The use of artificial intelligence is a hot topic, and the CEO of Epic Games has certainly weighed in on the matter.

 

Over the past few months, game publishers and developers have focused all their efforts on generative AI, arguing that it speeds up and improves the development process.To help players make informed purchasing decisions, Valve has started to enforce disclosure requirements regarding the use of AI on the Steam platform. Sweeney considers this a negative impact and an irresponsible move on the company’s part.

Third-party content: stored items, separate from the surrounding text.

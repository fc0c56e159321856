//! CLI command implementations

pub mod cache;
pub mod config;
pub mod init;
pub mod run;
pub mod which;

pub use cache::execute as cache;
pub use config::execute as config;
pub use init::execute as init;
pub use run::execute as run;
pub use which::execute as which;

use crate::cache::{EnvLocation, EnvRequest, ReadyEnv};
use crate::cli::args::EnvArgs;
use crate::error::{InvenvError, InvenvResult};
use crate::interpreter::Interpreter;
use crate::requirements;
use crate::settings::Settings;
use crate::ui::TaskSpinner;
use std::path::{Path, PathBuf};
use tracing::{debug, warn};

/// Absolute path of an existing script
pub(crate) fn resolve_script(script: &Path, cwd: &Path) -> InvenvResult<PathBuf> {
    let path = cwd.join(script);
    if path.is_file() {
        Ok(path)
    } else {
        Err(InvenvError::ScriptNotFound(path))
    }
}

pub(crate) fn current_dir() -> InvenvResult<PathBuf> {
    std::env::current_dir().map_err(|e| InvenvError::io("getting current directory", e))
}

/// Make the environment for `script` ready
pub(crate) async fn ensure_script_env(
    script: &Path,
    env: &EnvArgs,
    cwd: &Path,
    settings: &Settings,
    spinner: &mut TaskSpinner,
) -> InvenvResult<ReadyEnv> {
    spinner.start("Parsing script file...");
    let dependency_file =
        requirements::for_script(script, env.requirements_file.as_deref(), cwd)?;
    let interpreter = Interpreter::discover(env.python.as_deref()).await?;

    debug!("Script: {}", script.display());
    debug!("Python interpreter: {}", interpreter.path.display());

    let request = EnvRequest {
        interpreter: interpreter.path,
        interpreter_version: interpreter.version,
        dependency_file,
        location: EnvLocation::Fingerprinted,
    };

    spinner.message("Configuring virtual environment...");
    let ready = settings
        .coordinator()
        .ensure_ready(&request, env.new_environment)
        .await?;
    debug!("Directory with environment: {}", ready.dir.display());

    Ok(ready)
}

/// Automatic reclamation of unused environments. Never fails the command.
pub(crate) async fn auto_gc(settings: &Settings) {
    let Some(max_age) = settings.gc_max_age else {
        return;
    };

    match settings.coordinator().collect_garbage(max_age, false).await {
        Ok(report) if !report.removed.is_empty() => {
            debug!("Removed {} unused environment(s)", report.removed.len())
        }
        Ok(_) => {}
        Err(e) => warn!("Cleaning unused environments failed: {}", e),
    }
}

“It’s unfortunate that so many developers are now in this position.If you want to launch a game and get it widely publicized, you have to put it on Steam so people can add it to their wish lists. If you want to play the game on Steam, you have to attach this Scarlet Letter of AI to your product. Now, there’s a community of haters trying to kill the game.I think it’s really irresponsible of Valve.They shouldn’t do it because it makes it much harder for a game developer to succeed.You have to choose between not using tools that could make you much more productive and probably failing due to competition that does use them,” Sweeney told PCGamer in a new interview.

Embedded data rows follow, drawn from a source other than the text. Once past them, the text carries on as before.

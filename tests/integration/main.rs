//! Integration tests for invenv

mod cli_tests {
    use assert_cmd::{cargo::cargo_bin_cmd, Command};
    use predicates::prelude::*;
    use std::path::Path;
    use std::time::{Duration, SystemTime};
    use tempfile::TempDir;

    /// invenv isolated from the user's config and cache
    fn invenv(home: &Path) -> Command {
        let mut cmd = cargo_bin_cmd!("invenv");
        cmd.env("INVENV_CONFIG", home.join("config.toml"))
            .env("INVENV_CACHE_DIR", home.join("envs"))
            .env_remove("RUST_LOG");
        cmd
    }

    fn backdate(dir: &Path, age: Duration) {
        let handle = std::fs::File::open(dir).unwrap();
        handle.set_modified(SystemTime::now() - age).unwrap();
    }

    #[test]
    fn help_displays() {
        let home = TempDir::new().unwrap();
        invenv(home.path())
            .arg("--help")
            .assert()
            .success()
            .stdout(predicate::str::contains("Run Python scripts in cached"));
    }

    #[test]
    fn version_displays() {
        let home = TempDir::new().unwrap();
        invenv(home.path())
            .arg("--version")
            .assert()
            .success()
            .stdout(predicate::str::contains("invenv"));
    }

    #[test]
    fn run_help_shows_examples() {
        let home = TempDir::new().unwrap();
        invenv(home.path())
            .args(["run", "--help"])
            .assert()
            .success()
            .stdout(predicate::str::contains("DEBUG=1"));
    }

    #[test]
    fn config_path() {
        let home = TempDir::new().unwrap();
        invenv(home.path())
            .args(["config", "path"])
            .assert()
            .success()
            .stdout(predicate::str::contains("config.toml"));
    }

    #[test]
    fn config_show_defaults() {
        let home = TempDir::new().unwrap();
        invenv(home.path())
            .args(["config", "show"])
            .assert()
            .success()
            .stdout(predicate::str::contains("[lock]"))
            .stdout(predicate::str::contains("max_attempts = 300"));
    }

    #[test]
    fn config_init_writes_file() {
        let home = TempDir::new().unwrap();
        invenv(home.path())
            .args(["config", "init"])
            .assert()
            .success();
        assert!(home.path().join("config.toml").exists());
    }

    #[test]
    fn invalid_config_fails() {
        let home = TempDir::new().unwrap();
        std::fs::write(home.path().join("config.toml"), "[cache]\ngc_days = \"soon\"\n").unwrap();

        invenv(home.path())
            .args(["cache", "list"])
            .assert()
            .failure()
            .stderr(predicate::str::contains("Invalid configuration"));
    }

    #[test]
    fn cache_list_empty() {
        let home = TempDir::new().unwrap();
        invenv(home.path())
            .args(["cache", "list"])
            .assert()
            .success()
            .stdout(predicate::str::contains("No environments"));

        invenv(home.path())
            .args(["cache", "list", "--format", "json"])
            .assert()
            .success()
            .stdout(predicate::str::contains("[]"));
    }

    #[test]
    fn cache_list_shows_broken_and_locked() {
        let home = TempDir::new().unwrap();
        let envs = home.path().join("envs");
        std::fs::create_dir_all(envs.join("aaaaaaaaaaaaaaaa")).unwrap();
        std::fs::create_dir_all(envs.join("bbbbbbbbbbbbbbbb")).unwrap();
        std::fs::File::create(envs.join("bbbbbbbbbbbbbbbb.lock")).unwrap();

        invenv(home.path())
            .args(["cache", "list", "--format", "plain"])
            .assert()
            .success()
            .stdout(predicate::str::contains("aaaaaaaaaaaaaaaa"))
            .stdout(predicate::str::contains("bbbbbbbbbbbbbbbb"));

        invenv(home.path())
            .args(["cache", "list"])
            .assert()
            .success()
            .stdout(predicate::str::contains("broken"))
            .stdout(predicate::str::contains("building"))
            .stdout(predicate::str::contains("Total: 2"));
    }

    #[test]
    fn cache_gc_removes_old_unlocked() {
        let home = TempDir::new().unwrap();
        let envs = home.path().join("envs");
        let old = envs.join("aaaaaaaaaaaaaaaa");
        let locked = envs.join("bbbbbbbbbbbbbbbb");
        let fresh = envs.join("cccccccccccccccc");
        for dir in [&old, &locked, &fresh] {
            std::fs::create_dir_all(dir).unwrap();
        }
        backdate(&old, Duration::from_secs(30 * 24 * 3600));
        backdate(&locked, Duration::from_secs(30 * 24 * 3600));
        std::fs::File::create(envs.join("bbbbbbbbbbbbbbbb.lock")).unwrap();

        invenv(home.path())
            .args(["cache", "gc", "--dry-run"])
            .assert()
            .success()
            .stdout(predicate::str::contains("aaaaaaaaaaaaaaaa"))
            .stdout(predicate::str::contains("Dry run"));
        assert!(old.exists());

        invenv(home.path())
            .args(["cache", "gc"])
            .assert()
            .success()
            .stdout(predicate::str::contains("Removed 1"))
            .stdout(predicate::str::contains("locked"));

        assert!(!old.exists());
        assert!(locked.exists());
        assert!(fresh.exists());
    }

    #[test]
    fn cache_gc_disabled() {
        let home = TempDir::new().unwrap();
        invenv(home.path())
            .args(["cache", "gc", "--days", "0"])
            .assert()
            .success()
            .stdout(predicate::str::contains("disabled"));
    }

    #[test]
    fn cache_clear_with_yes() {
        let home = TempDir::new().unwrap();
        let env = home.path().join("envs").join("aaaaaaaaaaaaaaaa");
        std::fs::create_dir_all(env.join("bin")).unwrap();

        invenv(home.path())
            .args(["cache", "clear", "--yes"])
            .assert()
            .success()
            .stdout(predicate::str::contains("Cleared 1"));
        assert!(!env.exists());
    }

    #[test]
    fn cache_clear_without_terminal_aborts() {
        let home = TempDir::new().unwrap();
        let env = home.path().join("envs").join("aaaaaaaaaaaaaaaa");
        std::fs::create_dir_all(&env).unwrap();

        invenv(home.path())
            .args(["cache", "clear"])
            .assert()
            .success()
            .stdout(predicate::str::contains("Aborted"));
        assert!(env.exists());
    }

    #[test]
    fn run_missing_script() {
        let home = TempDir::new().unwrap();
        invenv(home.path())
            .current_dir(home.path())
            .args(["run", "--", "missing.py"])
            .assert()
            .failure()
            .stderr(predicate::str::contains("Script not found"));
    }

    #[test]
    fn run_requires_script_name() {
        let home = TempDir::new().unwrap();
        invenv(home.path())
            .args(["run", "--", "DEBUG=1"])
            .assert()
            .failure()
            .stderr(predicate::str::contains("no script name provided"));
    }

    #[test]
    fn which_missing_requirements_file() {
        let home = TempDir::new().unwrap();
        std::fs::write(home.path().join("app.py"), "print('hi')\n").unwrap();

        invenv(home.path())
            .current_dir(home.path())
            .args(["which", "-r", "absent.txt", "app.py"])
            .assert()
            .failure()
            .stderr(predicate::str::contains("Requirements file not found"));
    }

    #[test]
    fn unknown_interpreter() {
        let home = TempDir::new().unwrap();
        std::fs::write(home.path().join("app.py"), "print('hi')\n").unwrap();

        invenv(home.path())
            .current_dir(home.path())
            .args(["which", "-p", "python-does-not-exist-9.99", "app.py"])
            .assert()
            .failure()
            .stderr(predicate::str::contains("Python interpreter not found"))
            .stderr(predicate::str::contains("Hint:"));
    }

    #[test]
    fn init_refuses_project_directory() {
        let home = TempDir::new().unwrap();
        let project = home.path().join("project");
        std::fs::create_dir(&project).unwrap();
        std::fs::write(project.join("main.py"), "print('hi')\n").unwrap();

        for dir in [".", ".."] {
            invenv(home.path())
                .current_dir(&project)
                .args(["init", "--dir", dir])
                .assert()
                .failure()
                .stderr(predicate::str::contains("cannot hold an environment"));
        }
        assert!(project.join("main.py").exists());
    }

    /// Whether a python3 able to create environments offline is installed
    fn python_with_venv() -> bool {
        std::process::Command::new("python3")
            .args(["-c", "import venv, ensurepip"])
            .output()
            .map(|o| o.status.success())
            .unwrap_or(false)
    }

    #[test]
    fn run_builds_once_and_reuses() {
        if !python_with_venv() {
            eprintln!("skipping: python3 with venv not available");
            return;
        }

        let home = TempDir::new().unwrap();
        let script = home.path().join("greet.py");
        std::fs::write(
            &script,
            "import os, sys\nprint(os.environ['GREETING'], sys.argv[1], sys.prefix)\n",
        )
        .unwrap();

        let first = invenv(home.path())
            .current_dir(home.path())
            .args(["run", "--", "GREETING=hello", "greet.py", "world"])
            .assert()
            .success()
            .stdout(predicate::str::contains("hello world"))
            .get_output()
            .stdout
            .clone();

        invenv(home.path())
            .current_dir(home.path())
            .args(["which", "greet.py"])
            .assert()
            .success()
            .stdout(predicate::str::contains(home.path().join("envs").to_string_lossy().into_owned()));

        // Second run reuses the same environment
        let second = invenv(home.path())
            .current_dir(home.path())
            .args(["run", "--", "GREETING=hello", "greet.py", "world"])
            .assert()
            .success()
            .get_output()
            .stdout
            .clone();
        assert_eq!(first, second);

        let envs: Vec<_> = std::fs::read_dir(home.path().join("envs"))
            .unwrap()
            .filter_map(Result::ok)
            .filter(|e| e.path().is_dir())
            .collect();
        assert_eq!(envs.len(), 1);
        assert!(!envs[0].path().with_extension("lock").exists());
    }
}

Although Sweeney is not entirely wrong on this issue, Valve is by no means acting irresponsibly with this move. Consumers have the right to know how the products they purchase are made, and they must have all the necessary information to make decisions that align with their convictions and demand for transparency. It’s no surprise that Sweeney strongly advocates for the use of AI in game development, given that the upcoming Unreal Engine 6 is built entirely around AI integration. Sweeney reiterated his position that using AI helps developers spend more time on what really matters, such as story and gameplay.

“You can go to a library like the Fab Content site or the Unity Asset Store and purchase a flower pot. There’s a whole economy around creating content. That’s great, but you’re limited to a set of existing objects. Scanning only works for things that already exist—you can’t scan an alien. The content libraries only work for things that have already been created. If you have a game with a unique look and feel, you need unique content. AI is a way to achieve that economically, making it competitive with Fab, scanning, and other methods, but it works for a larger category of objects. The value isn’t in creating a perfect flower pot. It would be folly to spend a million dollars creating a flower pot because the real value lies in building the scene, the game, the narrative, the gameplay, and making it awesome and appealing to gamers,” Sweeney added.

The only remaining question is why he is pushing AI so hard.